The cut is spotty, to put it gently. Then again, so was my theory that I am somehow better for doing this on my own. Somehow this landscaping experience was also tediously mending my soul to show me that I had strength. Screw him and his girlfriend because I can mow my own lawn. I can trim the hedges and pay the bills and raise my son…without you. You broke my heart, but for the low price of $89.99, I’ve got it cleaned up on the outside. At least a solid 750 calories burned (I hope) and the satisfaction of a job questionably well done are rewards that greet me at the garage.

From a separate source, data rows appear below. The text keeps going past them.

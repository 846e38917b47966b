use crate::error::IndexError;
use crate::persist::{load_json, save_json, IndexPaths, ZoneSettings};
use crate::postings::PostingsList;
use crate::{DocId, Position};
use std::collections::{HashMap, HashSet};
use std::fs::{self, File};
use std::io::{BufRead, BufReader, BufWriter, Seek, SeekFrom, Write};
use std::path::{Path, PathBuf};

/// Separates the term from its serialized postings on each index line.
pub(crate) const TERM_DELIM: char = '=';

/// Default bound on buffered term positions before a partial dump.
pub const MAX_PARTIAL_POSITIONS: usize = 5_000_000;

#[derive(Debug, Clone, Copy)]
pub struct SortWeights {
    pub page_rank: f64,
    pub global_tf_idf: f64,
    pub local_tf_idf: f64,
}

/// Static descriptor of one zone's indexing behavior.
#[derive(Debug, Clone)]
pub struct ZoneConfig {
    pub name: &'static str,
    pub max_n_gram: usize,
    pub sort_weights: SortWeights,
    pub postings_list_size_limit: Option<usize>,
    pub store_positions: bool,
    pub max_partial_positions: usize,
}

/// One zone's inverted index: an in-memory SPIMI buffer that spills to
/// partial dump files, merged into a single term-ordered final file with a
/// term -> byte-offset lookup for random access.
pub struct ZoneIndex {
    config: ZoneConfig,
    paths: IndexPaths,
    index_file_name: String,
    settings_file_name: String,
    index_file: File,

    term_offsets: HashMap<String, u64>,
    document_term_counts: HashMap<String, usize>,

    buffer: HashMap<String, PostingsList>,
    buffered_positions: usize,
    partial_terms: HashSet<String>,
    partial_file_names: Vec<String>,
    partial_offsets: HashMap<String, HashMap<String, u64>>,
    partial_file_counter: usize,
}

impl ZoneIndex {
    /// Open (or create) the zone's final index file and load any settings
    /// snapshot left by a previous build.
    pub fn new(config: ZoneConfig, paths: IndexPaths) -> Result<Self, IndexError> {
        paths.verify()?;

        let prefix = if config.store_positions { "positional_" } else { "" };
        let index_file_name = format!("{prefix}{}.index", config.name);
        let settings_file_name = format!("{}_settings.json", config.name);

        let index_path = paths.indexes().join(&index_file_name);
        if !index_path.is_file() {
            File::create(&index_path)?;
        }
        let index_file = File::open(&index_path)?;

        let mut zone = Self {
            config,
            paths,
            index_file_name,
            settings_file_name,
            index_file,
            term_offsets: HashMap::new(),
            document_term_counts: HashMap::new(),
            buffer: HashMap::new(),
            buffered_positions: 0,
            partial_terms: HashSet::new(),
            partial_file_names: Vec::new(),
            partial_offsets: HashMap::new(),
            partial_file_counter: 0,
        };

        let settings_path = zone.paths.settings().join(&zone.settings_file_name);
        if settings_path.is_file() {
            zone.load_settings(&settings_path)?;
            tracing::debug!(
                zone = zone.config.name,
                terms = zone.term_offsets.len(),
                "loaded zone settings"
            );
        }
        Ok(zone)
    }

    pub fn config(&self) -> &ZoneConfig {
        &self.config
    }

    pub fn name(&self) -> &'static str {
        self.config.name
    }

    pub fn index_file_path(&self) -> PathBuf {
        self.paths.indexes().join(&self.index_file_name)
    }

    pub fn term_count(&self) -> usize {
        self.document_term_counts.len()
    }

    pub fn contains(&self, term: &str) -> bool {
        self.document_term_counts.contains_key(term)
    }

    /// Post-merge (post-truncation) number of docs holding `term`.
    pub fn document_frequency(&self, term: &str) -> Option<usize> {
        self.document_term_counts.get(term).copied()
    }

    /// Reset the partial-index bookkeeping ahead of a rebuild. The final
    /// index file stays in place until the merge replaces it.
    pub fn prep_for_build(&mut self) {
        self.buffer.clear();
        self.buffered_positions = 0;
        self.partial_terms.clear();
        self.partial_file_names.clear();
        self.partial_offsets.clear();
        self.partial_file_counter = 0;
    }

    /// Buffer one posting; spills to a new partial file once the buffered
    /// position count crosses the configured bound. Returns whether a spill
    /// happened.
    pub fn add_term(&mut self, term: &str, doc_id: DocId, positions: &[Position]) -> Result<bool, IndexError> {
        self.buffer
            .entry(term.to_string())
            .or_insert_with(|| PostingsList::new(self.config.store_positions))
            .create_posting(doc_id, positions);
        self.buffered_positions += if self.config.store_positions { positions.len() } else { 1 };
        self.partial_terms.insert(term.to_string());
        self.flush_if_full()
    }

    /// Buffer a count-only posting (anchor text keeps no real positions).
    pub fn add_counted_term(&mut self, term: &str, doc_id: DocId, count: u32) -> Result<bool, IndexError> {
        self.buffer
            .entry(term.to_string())
            .or_insert_with(|| PostingsList::new(self.config.store_positions))
            .create_counted_posting(doc_id, count);
        self.buffered_positions += 1;
        self.partial_terms.insert(term.to_string());
        self.flush_if_full()
    }

    fn flush_if_full(&mut self) -> Result<bool, IndexError> {
        if self.buffered_positions < self.config.max_partial_positions {
            return Ok(false);
        }
        self.dump_partial()?;
        Ok(true)
    }

    /// Write the buffer as one `term=<raw postings>` line per term, keeping
    /// a term -> offset map for the new file, then release the buffer.
    fn dump_partial(&mut self) -> Result<(), IndexError> {
        let file_name = format!("partial_{}{}.dump", self.config.name, self.partial_file_counter);
        let path = self.paths.partials().join(&file_name);
        tracing::debug!(
            zone = self.config.name,
            file = %file_name,
            terms = self.buffer.len(),
            positions = self.buffered_positions,
            "dumping partial index"
        );

        let mut offsets: HashMap<String, u64> = HashMap::new();
        let mut writer = BufWriter::new(File::create(&path)?);
        let mut offset = 0u64;
        for (term, list) in &self.buffer {
            offsets.insert(term.clone(), offset);
            let line = format!("{term}{TERM_DELIM}{}\n", list.dump_raw());
            writer.write_all(line.as_bytes())?;
            offset += line.len() as u64;
        }
        writer.flush()?;

        self.partial_file_names.push(file_name.clone());
        self.partial_offsets.insert(file_name, offsets);
        self.partial_file_counter += 1;
        self.buffer.clear();
        self.buffered_positions = 0;
        Ok(())
    }

    /// Stream every recorded term through the partial dumps, score and sort
    /// the merged postings, and write the final term-ordered index file.
    ///
    /// The full-body zone merges with `reference = None` (its local TF-IDF
    /// is copied into global); every other zone joins global TF-IDF from the
    /// full-body index, except anchor which also passes `None`.
    pub fn merge(
        &mut self,
        doc_count: usize,
        reference: Option<&ZoneIndex>,
        page_ranks: &[f64],
    ) -> Result<(), IndexError> {
        if !self.buffer.is_empty() {
            self.dump_partial()?;
        }

        self.term_offsets.clear();
        self.document_term_counts.clear();

        if self.partial_file_names.is_empty() {
            return Err(IndexError::EmptyBuild(self.config.name.to_string()));
        }

        tracing::info!(
            zone = self.config.name,
            partials = self.partial_file_names.len(),
            terms = self.partial_terms.len(),
            "merging partial indexes"
        );

        let final_path = self.paths.indexes().join(&self.index_file_name);
        let temp_path = self.paths.indexes().join(format!("{}.tmp", self.index_file_name));

        // one scoped batch of partial handles, all released together
        let mut partials = Vec::with_capacity(self.partial_file_names.len());
        for name in &self.partial_file_names {
            partials.push((name.as_str(), File::open(self.paths.partials().join(name))?));
        }

        let mut terms: Vec<&String> = self.partial_terms.iter().collect();
        terms.sort_unstable();

        let mut writer = BufWriter::new(File::create(&temp_path)?);
        let mut offset = 0u64;
        for term in terms {
            let mut fragments = Vec::new();
            for (name, file) in &partials {
                let Some(pos) = self.partial_offsets.get(*name).and_then(|lut| lut.get(term)) else {
                    continue;
                };
                fragments.push(read_term_line(file, *pos, term)?);
            }

            let mut merged = PostingsList::from_fragments(self.config.store_positions, &fragments)?;
            merged.compute_local_tf_idf(doc_count, reference.is_none());
            if let Some(reference) = reference {
                let reference_list = reference.retrieve(term)?.ok_or_else(|| {
                    IndexError::MissingReferenceDoc(
                        merged.postings().first().map(|p| p.doc_id).unwrap_or_default(),
                    )
                })?;
                merged.add_global_tf_idf(&reference_list)?;
            }
            merged.set_page_rankings(page_ranks);

            let weights = self.config.sort_weights;
            merged.sort(weights.page_rank, weights.global_tf_idf, weights.local_tf_idf);
            if let Some(limit) = self.config.postings_list_size_limit {
                merged.limit(limit);
            }

            self.term_offsets.insert(term.clone(), offset);
            self.document_term_counts.insert(term.clone(), merged.len());
            let line = format!("{term}{TERM_DELIM}{}\n", merged.dump());
            writer.write_all(line.as_bytes())?;
            offset += line.len() as u64;
        }
        writer.flush()?;
        drop(writer);
        drop(partials);

        fs::rename(&temp_path, &final_path)?;
        self.index_file = File::open(&final_path)?;
        self.save_settings()?;
        Ok(())
    }

    /// Seek to the term's cached offset, read one line, verify the term
    /// prefix, and deserialize. `None` means the zone has no such term.
    pub fn retrieve(&self, term: &str) -> Result<Option<PostingsList>, IndexError> {
        let Some(&offset) = self.term_offsets.get(term) else {
            return Ok(None);
        };
        let body = read_term_line(&self.index_file, offset, term)?;
        Ok(Some(PostingsList::from_line(self.config.store_positions, &body)?))
    }

    fn load_settings(&mut self, path: &Path) -> Result<(), IndexError> {
        let settings: ZoneSettings = load_json(path)?;
        self.index_file_name = settings.index_file_name;
        self.term_offsets = settings.term_offsets;
        self.document_term_counts = settings.document_term_counts;
        self.partial_terms = settings.partial_terms.into_iter().collect();
        self.partial_file_names = settings.partial_file_names;
        self.partial_offsets = settings.partial_offsets;
        self.partial_file_counter = settings.partial_file_counter;
        self.index_file = File::open(self.paths.indexes().join(&self.index_file_name))?;
        Ok(())
    }

    fn save_settings(&self) -> Result<(), IndexError> {
        let settings = ZoneSettings {
            index_file_name: self.index_file_name.clone(),
            term_offsets: self.term_offsets.clone(),
            document_term_counts: self.document_term_counts.clone(),
            partial_terms: self.partial_terms.iter().cloned().collect(),
            partial_file_names: self.partial_file_names.clone(),
            partial_offsets: self.partial_offsets.clone(),
            partial_file_counter: self.partial_file_counter,
        };
        save_json(&self.paths.settings().join(&self.settings_file_name), &settings)
    }
}

/// Read the line starting at `offset` and return its postings body after
/// checking that it belongs to `term`.
fn read_term_line(file: &File, offset: u64, term: &str) -> Result<String, IndexError> {
    let mut handle = file;
    handle.seek(SeekFrom::Start(offset))?;
    let mut line = String::new();
    BufReader::new(handle).read_line(&mut line)?;
    let line = line.trim_end_matches('\n');
    let Some((index_term, body)) = line.split_once(TERM_DELIM) else {
        return Err(IndexError::IndexCorrupt(format!(
            "line at offset {offset} has no {TERM_DELIM:?} delimiter"
        )));
    };
    if index_term != term {
        return Err(IndexError::IndexCorrupt(format!(
            "line for term {term:?} begins with {index_term:?}"
        )));
    }
    Ok(body.to_string())
}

I truly wish it was just as easy to trim up the wreckage left on the inside. A broken family is not as easy to fix up. A father is not as easily replaced as a broken lawn mower. Although it’s easy to maintain appearances on the outside, the inner portion is the part you face in the mirror every morning. Making a permanent decision on temporary feelings often leaves behind chaos and battle wounds.
Divorce is a single soul struggling to push a reel mower up a hill while you sit on the porch with your lover drinking lemonade.
Divorce is the irony of you criticizing me for eventually not wearing my wedding ring while you admit to wearing yours while cheating with her.
Divorce is a paragraph buried in the book written at the hands of a person who once held your heart in those same hands.
If love is a battlefield, then divorce is the minefield in which you and your lover laid.
You left me with a broken lawn mower.
You left me with a broken heart.
You left me.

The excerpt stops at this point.